SCHIEFFER: Well — well, General, maybe he –
CLARK: So –
SCHIEFFER: Could I just interrupt you? If –
CLARK: Sure.
SCHIEFFER: I have to say, Barack Obama has not had any of those experiences either, nor has he ridden in a fighter plane and gotten shot down. I mean –
CLARK: Well, I don’t think riding in a fighter plane and getting shot down is a qualification to be president.
SCHIEFFER: Really?
Third, Clark is a decorated veteran of the Vietnam War in his own right who was shot four times while there. Regardless, the media pounced on him for that single sentence as if he’d called McCain a deserter or worse.

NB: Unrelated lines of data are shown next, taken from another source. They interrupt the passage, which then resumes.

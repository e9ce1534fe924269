//! Cluster status functions
//!
use std::time::Instant;
use chrono::Local;
use colored::*;
use log::*;

use crate::cluster_status::{ClusterSnapshot, EndpointRef, RegionDescriptor, RegionTransitionState};
use crate::errors::AdminError;
use crate::session::{AdminSession, ClusterStatusResult, EndpointResult, RegionInfoResult, RegionStateResult};

impl EndpointRef {
    /// Validates a raw server reference. A reference that is present
    /// but misses host or port is broken, and broken references are a
    /// consistency error rather than a guessed value.
    pub(crate) fn from_result(
        result: &EndpointResult,
    ) -> Result<EndpointRef, AdminError>
    {
        let host = result.host
            .as_deref()
            .filter(|host| !host.is_empty())
            .ok_or_else(|| AdminError::Consistency("server reference without host".to_string()))?;
        let port = result.port
            .ok_or_else(|| AdminError::Consistency(format!("server reference for {} without port", host)))?;
        Ok(EndpointRef {
            host: host.to_string(),
            port,
        })
    }
    pub fn hostname_port(&self) -> String
    {
        format!("{}:{}", self.host, self.port)
    }
}

fn endpoint_list(
    list: &[EndpointResult],
) -> Result<Vec<EndpointRef>, AdminError>
{
    list.iter()
        .map(EndpointRef::from_result)
        .collect()
}

impl RegionDescriptor {
    fn from_result(
        result: &RegionInfoResult,
    ) -> RegionDescriptor
    {
        RegionDescriptor {
            encoded_name: result.encoded_name.clone(),
            region_name: result.region_name.clone(),
            table_name: result.table_name.clone(),
            table_namespace: result.table_namespace.clone(),
        }
    }
}

impl RegionTransitionState {
    fn from_result(
        result: &RegionStateResult,
    ) -> Result<RegionTransitionState, AdminError>
    {
        Ok(RegionTransitionState {
            server: result.server
                .as_ref()
                .map(EndpointRef::from_result)
                .transpose()?,
            is_closed: result.is_closed,
            is_closing: result.is_closing,
            is_failed_close: result.is_failed_close,
            is_failed_open: result.is_failed_open,
            is_merged: result.is_merged,
            is_merging: result.is_merging,
            is_opened: result.is_opened,
            is_split: result.is_split,
            is_splitting: result.is_splitting,
            is_offline: result.is_offline,
            state: result.state.clone(),
            region_info: RegionDescriptor::from_result(&result.region_info),
        })
    }
}

impl ClusterSnapshot {
    /// This is the public function to build the cluster status
    /// snapshot: one cluster-status query, then a field by field copy.
    pub fn get<S: AdminSession>(
        session: &S,
    ) -> Result<ClusterSnapshot, AdminError>
    {
        info!("begin cluster status query");
        let timer = Instant::now();

        let status = session.cluster_status()?;
        let mut snapshot = ClusterSnapshot::from_status(&status)?;
        snapshot.timestamp = Some(Local::now());

        info!("end cluster status query {:?}", timer.elapsed());
        Ok(snapshot)
    }
    /// Every `nb_*` count with a sibling list is taken from the length
    /// of the converted list itself. The result's own counters are not
    /// consulted for these, so count and list cannot disagree.
    pub fn from_status(
        status: &ClusterStatusResult,
    ) -> Result<ClusterSnapshot, AdminError>
    {
        let backup_masters = endpoint_list(&status.backup_masters)?;
        let live_servers = endpoint_list(&status.live_servers)?;
        let dead_servers = endpoint_list(&status.dead_servers)?;
        let regions_in_transitions = status.regions_in_transition
            .iter()
            .map(RegionTransitionState::from_result)
            .collect::<Result<Vec<_>, AdminError>>()?;
        Ok(ClusterSnapshot {
            timestamp: None,
            hbase_version: status.hbase_version.clone(),
            version: status.version.clone(),
            cluster_id: status.cluster_id.clone(),
            master: status.master
                .as_ref()
                .map(EndpointRef::from_result)
                .transpose()?,
            nb_master_backup: backup_masters.len(),
            backup_masters,
            nb_live_servers: live_servers.len(),
            live_servers,
            nb_dead_servers: dead_servers.len(),
            dead_servers,
            nb_regions: status.regions_count,
            regions_in_transitions,
            nb_requests: status.requests_count,
            is_balancer_on: status.balancer_on,
            average_load: status.average_load,
        })
    }
    pub fn print(
        &self,
        details_enable: &bool,
    )
    {
        println!("{} version {} (protocol {})", self.cluster_id, self.hbase_version, self.version);
        match &self.master {
            Some(master) => println!("master: {}, backup masters: {}", master.hostname_port(), self.nb_master_backup),
            None => println!("master: {}, backup masters: {}", "none elected".red(), self.nb_master_backup),
        };
        if self.nb_dead_servers > 0 {
            println!("live servers: {}, dead servers: {}", self.nb_live_servers, self.nb_dead_servers.to_string().red());
        } else {
            println!("live servers: {}, dead servers: {}", self.nb_live_servers, self.nb_dead_servers);
        }
        println!("regions: {}, in transition: {}, requests: {}, average load: {}, balancer: {}",
                 self.nb_regions,
                 self.regions_in_transitions.len(),
                 self.nb_requests,
                 self.average_load,
                 match self.is_balancer_on {
                     Some(true) => "on".to_string(),
                     Some(false) => "off".yellow().to_string(),
                     None => "unknown".yellow().to_string(),
                 },
        );
        for region in &self.regions_in_transitions {
            println!("  {} {} {} on {}",
                     region.state.yellow(),
                     region.region_info.region_name,
                     region.region_info.table_namespace,
                     region.server
                         .as_ref()
                         .map(|server| server.hostname_port())
                         .unwrap_or_else(|| "<unassigned>".to_string()),
            );
        }
        if *details_enable {
            for backup_master in &self.backup_masters {
                println!("  backup master {}", backup_master.hostname_port());
            }
            for server in &self.live_servers {
                println!("  live server {}", server.hostname_port());
            }
            for server in &self.dead_servers {
                println!("  dead server {}", server.hostname_port().red());
            }
        }
    }
}

#[cfg(test)]
mod tests {
    use super::*;

    fn status_fixture() -> ClusterStatusResult {
        let json = r#"
{
  "hbase_version": "1.4.13",
  "version": "2",
  "cluster_id": "53255b2f-b8e6-4d12-9517-7bbd344887fa",
  "master": { "host": "hb-1.local", "port": 16000 },
  "backup_masters": [
    { "host": "hb-2.local", "port": 16000 },
    { "host": "hb-3.local", "port": 16000 }
  ],
  "live_servers": [
    { "host": "hb-1.local", "port": 16020 },
    { "host": "hb-2.local", "port": 16020 },
    { "host": "hb-3.local", "port": 16020 }
  ],
  "dead_servers": [
    { "host": "hb-4.local", "port": 16020 }
  ],
  "regions_count": 8,
  "regions_in_transition": [],
  "requests_count": 1024,
  "balancer_on": true,
  "average_load": 2.5
}
"#;
        ClusterStatusResult::parse(json).unwrap()
    }

    #[test]
    fn unit_counts_follow_lists() {
        let snapshot = ClusterSnapshot::from_status(&status_fixture()).unwrap();
        assert_eq!(snapshot.nb_master_backup, 2);
        assert_eq!(snapshot.nb_master_backup, snapshot.backup_masters.len());
        assert_eq!(snapshot.nb_live_servers, 3);
        assert_eq!(snapshot.nb_live_servers, snapshot.live_servers.len());
        assert_eq!(snapshot.nb_dead_servers, 1);
        assert_eq!(snapshot.nb_dead_servers, snapshot.dead_servers.len());
        assert!(snapshot.regions_in_transitions.is_empty());
        assert_eq!(snapshot.is_balancer_on, Some(true));
        assert_eq!(snapshot.average_load, 2.5);
        assert_eq!(snapshot.master, Some(EndpointRef { host: "hb-1.local".to_string(), port: 16000 }));
        assert_eq!(snapshot.live_servers[0], EndpointRef { host: "hb-1.local".to_string(), port: 16020 });
        assert_eq!(snapshot.live_servers[2], EndpointRef { host: "hb-3.local".to_string(), port: 16020 });
        assert_eq!(snapshot.dead_servers[0], EndpointRef { host: "hb-4.local".to_string(), port: 16020 });
    }

    #[test]
    fn unit_counts_follow_lists_not_result_counters() {
        // the result's own counters are never consulted for count
        // fields that have a sibling list, so a stale counter cannot
        // produce a snapshot that disagrees with itself
        let mut status = status_fixture();
        status.live_servers.pop();
        let snapshot = ClusterSnapshot::from_status(&status).unwrap();
        assert_eq!(snapshot.nb_live_servers, 2);
        assert_eq!(snapshot.nb_live_servers, snapshot.live_servers.len());
    }

    #[test]
    fn unit_transition_server_present_iff_assigned() {
        let json = r#"
{
  "hbase_version": "1.4.13",
  "version": "2",
  "cluster_id": "53255b2f-b8e6-4d12-9517-7bbd344887fa",
  "master": { "host": "hb-1.local", "port": 16000 },
  "live_servers": [],
  "regions_count": 2,
  "regions_in_transition": [
    {
      "server": { "host": "hb-2.local", "port": 16020 },
      "is_opened": true,
      "state": "OPEN",
      "region_info": {
        "encoded_name": "5d6f",
        "region_name": "t1,,1688000000000.5d6f.",
        "table_name": "t1",
        "table_namespace": "default"
      }
    },
    {
      "is_closing": true,
      "state": "CLOSING",
      "region_info": {
        "encoded_name": "a0b1",
        "region_name": "t2,,1688000000000.a0b1.",
        "table_name": "t2",
        "table_namespace": "default"
      }
    }
  ],
  "requests_count": 0,
  "average_load": 0.0
}
"#;
        let status = ClusterStatusResult::parse(json).unwrap();
        let snapshot = ClusterSnapshot::from_status(&status).unwrap();
        assert_eq!(snapshot.regions_in_transitions.len(), 2);
        let assigned = &snapshot.regions_in_transitions[0];
        assert_eq!(assigned.server.as_ref().unwrap().hostname_port(), "hb-2.local:16020");
        assert_eq!(assigned.region_info.table_name, "t1");
        let unassigned = &snapshot.regions_in_transitions[1];
        assert!(unassigned.server.is_none());
        assert_eq!(unassigned.state, "CLOSING");
    }

    #[test]
    fn unit_overlapping_transition_flags_are_preserved() {
        let json = r#"
{
  "hbase_version": "1.4.13",
  "version": "2",
  "cluster_id": "53255b2f-b8e6-4d12-9517-7bbd344887fa",
  "live_servers": [],
  "regions_count": 1,
  "regions_in_transition": [
    {
      "is_merging": true,
      "is_offline": true,
      "state": "MERGING",
      "region_info": {
        "encoded_name": "5d6f",
        "region_name": "t1,,1688000000000.5d6f.",
        "table_name": "t1",
        "table_namespace": "default"
      }
    }
  ],
  "requests_count": 0,
  "average_load": 0.0
}
"#;
        let status = ClusterStatusResult::parse(json).unwrap();
        let snapshot = ClusterSnapshot::from_status(&status).unwrap();
        let region = &snapshot.regions_in_transitions[0];
        assert!(region.is_merging);
        assert!(region.is_offline);
        assert!(!region.is_merged);
        assert!(!region.is_closed);
    }

    #[test]
    fn unit_absent_master_is_not_an_error() {
        let mut status = status_fixture();
        status.master = None;
        let snapshot = ClusterSnapshot::from_status(&status).unwrap();
        assert!(snapshot.master.is_none());
    }

    #[test]
    fn unit_broken_master_reference_is_consistency_error() {
        let mut status = status_fixture();
        status.master.as_mut().unwrap().port = None;
        let result = ClusterSnapshot::from_status(&status);
        assert!(matches!(result, Err(AdminError::Consistency(_))));
    }

    #[test]
    fn unit_broken_live_server_reference_is_consistency_error() {
        let mut status = status_fixture();
        status.live_servers[1].host = Some(String::new());
        let result = ClusterSnapshot::from_status(&status);
        assert!(matches!(result, Err(AdminError::Consistency(_))));
    }

    #[test]
    fn unit_serialized_field_tags_are_hyphenated() {
        let snapshot = ClusterSnapshot::from_status(&status_fixture()).unwrap();
        let value = serde_json::to_value(&snapshot).unwrap();
        assert_eq!(value["nb-master-backup"], 2);
        assert_eq!(value["nb-live-servers"], 3);
        assert_eq!(value["nb-dead-servers"], 1);
        assert_eq!(value["is-balancer-on"], true);
        assert_eq!(value["average-load"], 2.5);
        assert_eq!(value["master"]["host"], "hb-1.local");
        assert_eq!(value["master"]["port"], 16000);
        assert!(value["regions-in-transitions"].as_array().unwrap().is_empty());
    }
}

The next night, The CBS Evening News said Clark had “dismissed John McCain’s military record as an irrelevance.”” A guest on ABC’s World News Tonight said the following, uncontested, ““This is almost the equivalent for them of an attack on Obama’s race by the McCain side. It’s just something you don’t do.” “
And the cable Nets were simply relentless, as it was the primary topic of the campaign for several days. The Obama campaign quickly cut their losses and disavowed the statement.

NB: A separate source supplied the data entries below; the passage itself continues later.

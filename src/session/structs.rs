//! The structs
//!
use std::collections::BTreeMap;

/// The root struct for deserializing `api/v1/cluster-status`.
///
/// A minimal healthy two-node cluster answers:
/// ```json
/// {
///   "hbase_version": "1.4.13",
///   "version": "2",
///   "cluster_id": "53255b2f-b8e6-4d12-9517-7bbd344887fa",
///   "master": { "host": "hb-1.local", "port": 16000 },
///   "backup_masters": [],
///   "live_servers": [
///     { "host": "hb-1.local", "port": 16020 },
///     { "host": "hb-2.local", "port": 16020 }
///   ],
///   "dead_servers": [],
///   "regions_count": 8,
///   "regions_in_transition": [],
///   "requests_count": 1024,
///   "balancer_on": true,
///   "average_load": 4.0
/// }
/// ```
/// `master` is absent while no master is elected, which is a reportable
/// cluster state, not an error. `balancer_on` is absent when the
/// cluster cannot tell the balancer state.
#[derive(Deserialize, Debug, Clone, Default)]
pub struct ClusterStatusResult {
    pub hbase_version: String,
    pub version: String,
    pub cluster_id: String,
    pub master: Option<EndpointResult>,
    #[serde(default)]
    pub backup_masters: Vec<EndpointResult>,
    #[serde(default)]
    pub live_servers: Vec<EndpointResult>,
    #[serde(default)]
    pub dead_servers: Vec<EndpointResult>,
    pub regions_count: i32,
    #[serde(default)]
    pub regions_in_transition: Vec<RegionStateResult>,
    pub requests_count: u64,
    pub balancer_on: Option<bool>,
    pub average_load: f64,
}
/// One server reference as the endpoint reports it.
///
/// Host and port are optional on purpose: a reference missing either is
/// a broken reference, and the builders report it as a consistency
/// error instead of guessing.
#[derive(Deserialize, Debug, Clone, Default)]
pub struct EndpointResult {
    pub host: Option<String>,
    pub port: Option<i32>,
}
/// One region currently in transition.
///
/// The state flags are not mutually exclusive: the cluster can report,
/// say, `is_merging` and `is_offline` at the same time. Absent flags
/// default to false.
#[derive(Deserialize, Debug, Clone, Default)]
pub struct RegionStateResult {
    /// Absent exactly when the region is currently unassigned.
    pub server: Option<EndpointResult>,
    #[serde(default)]
    pub is_closed: bool,
    #[serde(default)]
    pub is_closing: bool,
    #[serde(default)]
    pub is_failed_close: bool,
    #[serde(default)]
    pub is_failed_open: bool,
    #[serde(default)]
    pub is_merged: bool,
    #[serde(default)]
    pub is_merging: bool,
    #[serde(default)]
    pub is_opened: bool,
    #[serde(default)]
    pub is_split: bool,
    #[serde(default)]
    pub is_splitting: bool,
    #[serde(default)]
    pub is_offline: bool,
    pub state: String,
    pub region_info: RegionInfoResult,
}
/// The identity of one region, no load data.
#[derive(Deserialize, Debug, Clone, Default)]
pub struct RegionInfoResult {
    pub encoded_name: String,
    pub region_name: String,
    pub table_name: String,
    pub table_namespace: String,
}
/// The root struct for deserializing `api/v1/server-load/<host>:<port>`.
///
/// `regions_load` is a map keyed by region name, one entry per region
/// hosted on the server:
/// ```json
/// {
///   "number_of_regions": 2,
///   "number_of_requests": 512,
///   "read_requests_count": 300,
///   "write_requests_count": 212,
///   "memstore_size_mb": 48,
///   "requests_per_second": 12.5,
///   "stores": 4,
///   "store_uncompressed_size_mb": 512,
///   "store_files": 6,
///   "store_file_size_mb": 256,
///   "store_file_index_size_mb": 2,
///   "root_index_size_kb": 16,
///   "total_static_bloom_size_kb": 32,
///   "total_static_index_size_kb": 64,
///   "current_compacted_kvs": 1000,
///   "total_compacting_kvs": 2000,
///   "region_server_coprocessors": [],
///   "region_coprocessors": [],
///   "max_heap_mb": 4096,
///   "used_heap_mb": 512,
///   "regions_load": {
///     "t1,,1688000000000.5d6f.": {
///       "requests_count": 256,
///       "read_requests_count": 150,
///       "write_requests_count": 106,
///       "stores": 2,
///       "store_files": 3,
///       "data_locality": 1.0,
///       "store_file_size_mb": 128,
///       "store_file_index_size_mb": 1,
///       "memstore_size_mb": 24,
///       "root_index_size_kb": 8,
///       "total_static_bloom_size_kb": 16,
///       "total_static_index_size_kb": 32,
///       "current_compacted_kvs": 500,
///       "total_compacting_kvs": 1000
///     }
///   }
/// }
/// ```
#[derive(Deserialize, Debug, Clone, Default)]
pub struct ServerLoadResult {
    pub number_of_regions: i32,
    pub number_of_requests: u64,
    pub read_requests_count: u64,
    pub write_requests_count: u64,
    pub memstore_size_mb: i32,
    pub requests_per_second: f64,
    pub stores: i32,
    pub store_uncompressed_size_mb: i32,
    pub store_files: i32,
    pub store_file_size_mb: i32,
    pub store_file_index_size_mb: i32,
    pub root_index_size_kb: i32,
    pub total_static_bloom_size_kb: i32,
    pub total_static_index_size_kb: i32,
    pub current_compacted_kvs: u64,
    pub total_compacting_kvs: u64,
    /// Coprocessors loaded at the region server level.
    #[serde(default)]
    pub region_server_coprocessors: Vec<String>,
    /// Coprocessors loaded by any region on the server.
    #[serde(default)]
    pub region_coprocessors: Vec<String>,
    pub max_heap_mb: i32,
    pub used_heap_mb: i32,
    #[serde(default)]
    pub regions_load: BTreeMap<String, RegionLoadResult>,
}
/// Per-region counters within a [ServerLoadResult]. The region name is
/// the `regions_load` map key.
#[derive(Deserialize, Debug, Clone, Default)]
pub struct RegionLoadResult {
    pub requests_count: u64,
    pub read_requests_count: u64,
    pub write_requests_count: u64,
    pub stores: i32,
    pub store_files: i32,
    pub data_locality: f64,
    pub store_file_size_mb: i32,
    pub store_file_index_size_mb: i32,
    pub memstore_size_mb: i32,
    pub root_index_size_kb: i32,
    pub total_static_bloom_size_kb: i32,
    pub total_static_index_size_kb: i32,
    pub current_compacted_kvs: u64,
    pub total_compacting_kvs: u64,
}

Interestingly, there is an Vietnam Veterans against John McCain PAC that actually has some loose ties to the SwiftVets. While I can’t imagine their claims are on the whole any less honest than those of the SwiftVets, they don’t get regular bookings on talk radio or cable news and most people have never heard of them.
UPDATE
In response to Daily Kos and others the questioning the validity of an anecdote McCain tell on the McCain trail about a compassionate guard in his North Vietnamese POW camp who drew a cross in the dirt, the McCain Campaign has released a statement which includes the following:
It may be typical of the pro-Obama Dungeons & Dragons crowd to disparage a fellow countryman’s memory of war from the comfort of mom’s basement, but most Americans have the humility and gratitude to respect and learn from the memories of men who suffered on behalf of others. John McCain has often said he witnessed a thousand acts of bravery while he was imprisoned, and though not every one has been submitted into the public record, they are remembered by the men who were there (one such only recently reported by Karl Rove though it escaped mention in any of Senator McCain’s books). But as Swindle said, this is a “desperate group of people trying to make something out of nothing.”
Where were you in 2004 when the target was John Kerry, Mr. Senator?